Every time a second is added, the world's computers need to be manually adjusted, a costly practice that also boosts the risk of error.

High-precision systems such as satellites and some data networks will have to factor in the leap second or risk provoking a calculation catastrophe.


Thursday, June 21, 2012

New Black Forest Book

Here's a nice article about our friend Justin and his NEW BOOK!

From the article:
    Collectors Weekly: Was Johann Baptist Beha a well-known clockmaker?

    Miller: Yes, he’s definitely the most prominent cuckoo clockmaker in the Black Forest, and his clocks are collected aggressively. His clocks are usually regarded as the pinnacle of cuckoo clock making, whether deservedly or not.

    If you look at Black Forest clocks as a whole, a lot of them were very cheaply done. They were made for middle- or lower middle-class customers, and most manufacturers were competing with each other, racing to have the lowest price. And how do you lower price? Well, you cut quality and you cut costs.
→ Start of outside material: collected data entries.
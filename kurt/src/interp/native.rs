//! Host-provided values: callable primitives and opaque objects

use super::env::Dict;
use super::error::EvalResult;
use super::eval::Interpreter;
use super::value::Value;
use std::any::Any;
use std::rc::Rc;

/// Signature of a native primitive. Receives the call frame holding the
/// block's bound parameters.
pub type NativeFnPtr = fn(&mut Interpreter, &Dict) -> EvalResult<Value>;

/// A named host function; evaluating it runs the function in the current
/// environment.
pub struct NativeFn {
    pub name: Rc<str>,
    pub func: NativeFnPtr,
}

/// An opaque host object carried through scripts.
///
/// Scripts cannot look inside; the host recognizes its own objects through
/// `as_any`. Objects that return a record from `freeze` can be persisted and
/// are rebuilt by the defroster registered under the record's `native` tag
/// (defaulting to `type_tag`).
pub trait NativeObject {
    fn type_tag(&self) -> &str;

    fn freeze(&self) -> Option<Dict> {
        None
    }

    fn as_any(&self) -> &dyn Any;
}

#[derive(Clone)]
pub enum Native {
    Func(Rc<NativeFn>),
    Object(Rc<dyn NativeObject>),
}

impl Native {
    pub fn func(name: &str, func: NativeFnPtr) -> Self {
        Native::Func(Rc::new(NativeFn {
            name: Rc::from(name),
            func,
        }))
    }

    pub fn object<T: NativeObject + 'static>(obj: T) -> Self {
        Native::Object(Rc::new(obj))
    }

    pub fn type_tag(&self) -> &str {
        match self {
            Native::Func(_) => "native-fn",
            Native::Object(obj) => obj.type_tag(),
        }
    }

    /// Downcast an object to the host type `T`.
    pub fn downcast<T: 'static>(&self) -> Option<&T> {
        match self {
            Native::Object(obj) => obj.as_any().downcast_ref::<T>(),
            Native::Func(_) => None,
        }
    }

    pub fn ptr_eq(&self, other: &Native) -> bool {
        self.addr() == other.addr()
    }

    /// Identity key, stable while any clone is alive.
    pub fn addr(&self) -> usize {
        match self {
            Native::Func(f) => Rc::as_ptr(f) as *const () as usize,
            Native::Object(o) => Rc::as_ptr(o) as *const () as usize,
        }
    }
}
    One of Miller's most exotic clocks is a cuckoo with a three-train movement and a life-size bird perched on top, designed by Johann Baptist Beha around 1880.

    But Beha basically said, “We’re not going to race to the bottom. We’re going to make clocks of high quality for people who can afford them, and people who value high-end clocks will pay for them.” Many of his clocks stand out as really high-quality pieces, with detailed carving and movements that run for eight days, which was atypical of what you generally would find in a cuckoo clock manufacturer.

    Johann Baptist Beha was also the first to take Eisenlohr’s railway-house design and incorporate a cuckoo into it. He was an innovator as well; Beha was the first one to make a cuckoo clock movement powered by springs, so it could be placed on a table or shelf.

    However, Beha still worked in the traditional cottage industry, which meant that he didn’t actually make the whole clock. It was kind of like the auto industry in Detroit, where there are lots of individual businesses in the area all contributing to the same product. Beha would make the movements, and submit designs for the cases, but there would be a carver or a case maker who would actually make the cases. There would be someone who specialized in making the hands out of bone, someone who made the weights, someone that made the pipes to produce the cuckoo’s call. Basically, the clockmaker would be responsible for orchestrating all these individual parts and combining them into a finished clock. So although Beha had his own workshop where he produced his own movements, there were lots of people that contributed to his products.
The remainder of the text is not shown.